--- Exercise details ---
Retype each line of the listing below, word for word.

BEGIN

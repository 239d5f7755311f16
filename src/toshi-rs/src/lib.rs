//! Toshi Client Library
//!
//! HTTP client for the Toshi full-text search server. [`Client`] is the async
//! façade; with the `blocking` feature (on by default) [`BlockingClient`]
//! offers the same operations for synchronous callers. Both share one
//! request-assembly and response-parsing core, so they send identical
//! requests and map failures identically.

mod api;
#[cfg(feature = "blocking")]
mod blocking;
mod client;

#[cfg(feature = "blocking")]
pub use blocking::BlockingClient;
pub use client::Client;
pub use toshi_core::{
    BoolQuery, ClientConfig, Document, FacetQuery, FuzzyQuery, Index, IndexBuilder, IndexSummary,
    ModelError, PhraseQuery, Query, RangeQuery, RegexQuery, ScoredDocument, TermQuery,
};

#[derive(Debug, thiserror::Error)]
pub enum ClientError {
    #[error("index request failed with status {status}: {message}")]
    Index { status: u16, message: String },

    #[error("document request failed with status {status}: {message}")]
    Document { status: u16, message: String },

    #[error("flush failed with status {status}: {message}")]
    Flush { status: u16, message: String },

    #[error("query rejected by server (status {status}): {message}")]
    Query { status: u16, message: String },

    #[error("HTTP request failed: {0}")]
    Request(#[from] reqwest::Error),

    #[error("Serialization error: {0}")]
    Serialization(#[from] serde_json::Error),

    #[error(transparent)]
    Model(#[from] ModelError),

    #[error("Invalid response from server: {0}")]
    InvalidResponse(String),
}

impl ClientError {
    /// HTTP status of a server-reported failure.
    pub fn status(&self) -> Option<u16> {
        match self {
            ClientError::Index { status, .. }
            | ClientError::Document { status, .. }
            | ClientError::Flush { status, .. }
            | ClientError::Query { status, .. } => Some(*status),
            ClientError::Request(err) => err.status().map(|s| s.as_u16()),
            _ => None,
        }
    }

    /// Message reported by the server, verbatim.
    pub fn server_message(&self) -> Option<&str> {
        match self {
            ClientError::Index { message, .. }
            | ClientError::Document { message, .. }
            | ClientError::Flush { message, .. }
            | ClientError::Query { message, .. } => Some(message),
            _ => None,
        }
    }
}

pub type Result<T> = std::result::Result<T, ClientError>;
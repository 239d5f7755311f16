use serde::de::DeserializeOwned;
use serde::{Deserialize, Serialize};
use serde_json::{Map, Value};

use crate::error::{ModelError, Result};

/// A document type stored in one server index.
///
/// Implementors only name their index; the field mapping comes from serde.
/// The type must serialize to a flat JSON object of field name to value.
///
/// ```
/// use serde::{Deserialize, Serialize};
/// use toshi_core::Document;
///
/// #[derive(Serialize, Deserialize)]
/// struct Lyrics {
///     lyrics: String,
///     year: i64,
/// }
///
/// impl Document for Lyrics {
///     const INDEX_NAME: &'static str = "lyrics";
/// }
/// ```
pub trait Document: Serialize + DeserializeOwned {
    const INDEX_NAME: &'static str;

    fn to_fields(&self) -> Result<Map<String, Value>> {
        match serde_json::to_value(self)? {
            Value::Object(fields) => Ok(fields),
            other => Err(ModelError::Malformed(format!(
                "document for index '{}' must serialize to an object, got {}",
                Self::INDEX_NAME,
                other
            ))),
        }
    }

    fn from_fields(fields: Map<String, Value>) -> Result<Self> {
        Ok(serde_json::from_value(Value::Object(fields))?)
    }

    /// Structural equality over the serialized field mapping.
    fn same_fields(&self, other: &Self) -> bool {
        match (self.to_fields(), other.to_fields()) {
            (Ok(a), Ok(b)) => a == b,
            _ => false,
        }
    }
}

/// A returned document paired with the score the server assigned it.
#[derive(Debug, Clone, PartialEq, Serialize, Deserialize)]
pub struct ScoredDocument<D> {
    #[serde(default)]
    pub score: Option<f64>,
    pub doc: D,
}
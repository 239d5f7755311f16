use crate::field_options::{FacetOptions, FieldOptions, NumericOptions, TextOptions};
use crate::index::{FieldType, Index, IndexField};

/// Accumulates fields and produces immutable [`Index`] snapshots.
///
/// Field names are not checked for duplicates; the server decides.
#[derive(Debug, Clone, Default)]
pub struct IndexBuilder {
    fields: Vec<IndexField>,
}

impl IndexBuilder {
    pub fn new() -> Self {
        Self::default()
    }

    /// Snapshot the fields added so far. The builder can keep growing afterwards.
    pub fn build(&self, index_name: impl Into<String>) -> Index {
        Index::new(index_name, self.fields.clone())
    }

    pub fn len(&self) -> usize {
        self.fields.len()
    }

    pub fn is_empty(&self) -> bool {
        self.fields.is_empty()
    }

    pub fn add_text_field(&mut self, name: impl Into<String>, options: TextOptions) -> &mut Self {
        self.push(name, FieldType::Text, FieldOptions::Text(options))
    }

    pub fn add_u64_field(&mut self, name: impl Into<String>, options: NumericOptions) -> &mut Self {
        self.add_numeric_field(name, FieldType::U64, options)
    }

    pub fn add_i64_field(&mut self, name: impl Into<String>, options: NumericOptions) -> &mut Self {
        self.add_numeric_field(name, FieldType::I64, options)
    }

    pub fn add_f64_field(&mut self, name: impl Into<String>, options: NumericOptions) -> &mut Self {
        self.add_numeric_field(name, FieldType::F64, options)
    }

    pub fn add_bool_field(&mut self, name: impl Into<String>, options: NumericOptions) -> &mut Self {
        self.add_numeric_field(name, FieldType::Bool, options)
    }

    /// Add a field carrying numeric options under the given type.
    pub fn add_numeric_field(
        &mut self,
        name: impl Into<String>,
        field_type: FieldType,
        options: NumericOptions,
    ) -> &mut Self {
        if !field_type.is_numeric() {
            tracing::debug!(%field_type, "numeric options attached to a non-numeric field type");
        }
        self.push(name, field_type, FieldOptions::Numeric(options))
    }

    pub fn add_facet_field(&mut self, name: impl Into<String>, stored: bool) -> &mut Self {
        self.push(
            name,
            FieldType::Facet,
            FieldOptions::Facet(FacetOptions::new(stored)),
        )
    }

    fn push(&mut self, name: impl Into<String>, field_type: FieldType, options: FieldOptions) -> &mut Self {
        self.fields.push(IndexField {
            name: name.into(),
            field_type,
            options,
        });
        self
    }
}
/// Errors raised while building or decoding model objects.
///
/// These never come from the network: they are raised synchronously when a
/// query is constructed with conflicting arguments or when a server payload
/// cannot be mapped back onto the schema model.
#[derive(Debug, thiserror::Error)]
pub enum ModelError {
    #[error("invalid argument: {0}")]
    InvalidArgument(String),

    #[error("field type '{0}' is not implemented by this client")]
    NotImplemented(String),

    #[error("unknown field type '{0}'")]
    UnknownFieldType(String),

    #[error("malformed payload: {0}")]
    Malformed(String),

    #[error("serialization error: {0}")]
    Serialization(#[from] serde_json::Error),
}

pub type Result<T> = std::result::Result<T, ModelError>;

END

--- Written answer ---
repository 239d5f7755311f16
filename src/toshi-rs/src/lib.rs
//! Toshi Client Library
//!
//! HTTP client for the Toshi full-text search server. [`Client`] is the async
//! façade; with the `blocking` feature (on by default) [`BlockingClient`]
//! offers the same operations for synchronous callers. Both share one
//! request-assembly and response-parsing core, so they send identical
//! requests and map failures identically.

mod api;
#[cfg(feature = "blocking")]
mod blocking;
mod client;

#[cfg(feature = "blocking")]
pub use blocking::BlockingClient;
pub use client::Client;
pub use toshi_core::{
    BoolQuery, ClientConfig, Document, FacetQuery, FuzzyQuery, Index, IndexBuilder, IndexSummary,
    ModelError, PhraseQuery, Query, RangeQuery, RegexQuery, ScoredDocument, TermQuery,
};

#[derive(Debug, thiserror::Error)]
pub enum ClientError {
    #[error("index request failed with status {status}: {message}")]
    Index { status: u16, message: String },

    #[error("document request failed with status {status}: {message}")]
    Document { status: u16, message: String },

    #[error("flush failed with status {status}: {message}")]
    Flush { status: u16, message: String },

    #[error("query rejected by server (status {status}): {message}")]
    Query { status: u16, message: String },

    #[error("HTTP request failed: {0}")]
    Request(#[from] reqwest::Error),

    #[error("Serialization error: {0}")]
    Serialization(#[from] serde_json::Error),

    #[error(transparent)]
    Model(#[from] ModelError),

    #[error("Invalid response from server: {0}")]
    InvalidResponse(String),
}

impl ClientError {
    /// HTTP status of a server-reported failure.
    pub fn status(&self) -> Option<u16> {
        match self {
            ClientError::Index { status, .. }
            | ClientError::Document { status, .. }
            | ClientError::Flush { status, .. }
            | ClientError::Query { status, .. } => Some(*status),
            ClientError::Request(err) => err.status().map(|s| s.as_u16()),
            _ => None,
        }
    }

    /// Message reported by the server, verbatim.
    pub fn server_message(&self) -> Option<&str> {
        match self {
            ClientError::Index { message, .. }
            | ClientError::Document { message, .. }
            | ClientError::Flush { message, .. }
            | ClientError::Query { message, .. } => Some(message),
            _ => None,
        }
    }
}

pub type Result<T> = std::result::Result<T, ClientError>;
repository 239d5f7755311f16
use serde::de::DeserializeOwned;
use serde::{Deserialize, Serialize};
use serde_json::{Map, Value};

use crate::error::{ModelError, Result};

/// A document type stored in one server index.
///
/// Implementors only name their index; the field mapping comes from serde.
/// The type must serialize to a flat JSON object of field name to value.
///
/// ```
/// use serde::{Deserialize, Serialize};
/// use toshi_core::Document;
///
/// #[derive(Serialize, Deserialize)]
/// struct Lyrics {
///     lyrics: String,
///     year: i64,
/// }
///
/// impl Document for Lyrics {
///     const INDEX_NAME: &'static str = "lyrics";
/// }
/// ```
pub trait Document: Serialize + DeserializeOwned {
    const INDEX_NAME: &'static str;

    fn to_fields(&self) -> Result<Map<String, Value>> {
        match serde_json::to_value(self)? {
            Value::Object(fields) => Ok(fields),
            other => Err(ModelError::Malformed(format!(
                "document for index '{}' must serialize to an object, got {}",
                Self::INDEX_NAME,
                other
            ))),
        }
    }

    fn from_fields(fields: Map<String, Value>) -> Result<Self> {
        Ok(serde_json::from_value(Value::Object(fields))?)
    }

    /// Structural equality over the serialized field mapping.
    fn same_fields(&self, other: &Self) -> bool {
        match (self.to_fields(), other.to_fields()) {
            (Ok(a), Ok(b)) => a == b,
            _ => false,
        }
    }
}

/// A returned document paired with the score the server assigned it.
#[derive(Debug, Clone, PartialEq, Serialize, Deserialize)]
pub struct ScoredDocument<D> {
    #[serde(default)]
    pub score: Option<f64>,
    pub doc: D,
}
repository 239d5f7755311f16
use crate::field_options::{FacetOptions, FieldOptions, NumericOptions, TextOptions};
use crate::index::{FieldType, Index, IndexField};

/// Accumulates fields and produces immutable [`Index`] snapshots.
///
/// Field names are not checked for duplicates; the server decides.
#[derive(Debug, Clone, Default)]
pub struct IndexBuilder {
    fields: Vec<IndexField>,
}

impl IndexBuilder {
    pub fn new() -> Self {
        Self::default()
    }

    /// Snapshot the fields added so far. The builder can keep growing afterwards.
    pub fn build(&self, index_name: impl Into<String>) -> Index {
        Index::new(index_name, self.fields.clone())
    }

    pub fn len(&self) -> usize {
        self.fields.len()
    }

    pub fn is_empty(&self) -> bool {
        self.fields.is_empty()
    }

    pub fn add_text_field(&mut self, name: impl Into<String>, options: TextOptions) -> &mut Self {
        self.push(name, FieldType::Text, FieldOptions::Text(options))
    }

    pub fn add_u64_field(&mut self, name: impl Into<String>, options: NumericOptions) -> &mut Self {
        self.add_numeric_field(name, FieldType::U64, options)
    }

    pub fn add_i64_field(&mut self, name: impl Into<String>, options: NumericOptions) -> &mut Self {
        self.add_numeric_field(name, FieldType::I64, options)
    }

    pub fn add_f64_field(&mut self, name: impl Into<String>, options: NumericOptions) -> &mut Self {
        self.add_numeric_field(name, FieldType::F64, options)
    }

    pub fn add_bool_field(&mut self, name: impl Into<String>, options: NumericOptions) -> &mut Self {
        self.add_numeric_field(name, FieldType::Bool, options)
    }

    /// Add a field carrying numeric options under the given type.
    pub fn add_numeric_field(
        &mut self,
        name: impl Into<String>,
        field_type: FieldType,
        options: NumericOptions,
    ) -> &mut Self {
        if !field_type.is_numeric() {
            tracing::debug!(%field_type, "numeric options attached to a non-numeric field type");
        }
        self.push(name, field_type, FieldOptions::Numeric(options))
    }

    pub fn add_facet_field(&mut self, name: impl Into<String>, stored: bool) -> &mut Self {
        self.push(
            name,
            FieldType::Facet,
            FieldOptions::Facet(FacetOptions::new(stored)),
        )
    }

    fn push(&mut self, name: impl Into<String>, field_type: FieldType, options: FieldOptions) -> &mut Self {
        self.fields.push(IndexField {
            name: name.into(),
            field_type,
            options,
        });
        self
    }
}
/// Errors raised while building or decoding model objects.
///
/// These never come from the network: they are raised synchronously when a
/// query is constructed with conflicting arguments or when a server payload
/// cannot be mapped back onto the schema model.
#[derive(Debug, thiserror::Error)]
pub enum ModelError {
    #[error("invalid argument: {0}")]
    InvalidArgument(String),

    #[error("field type '{0}' is not implemented by this client")]
    NotImplemented(String),

    #[error("unknown field type '{0}'")]
    UnknownFieldType(String),

    #[error("malformed payload: {0}")]
    Malformed(String),

    #[error("serialization error: {0}")]
    Serialization(#[from] serde_json::Error),
}

pub type Result<T> = std::result::Result<T, ModelError>;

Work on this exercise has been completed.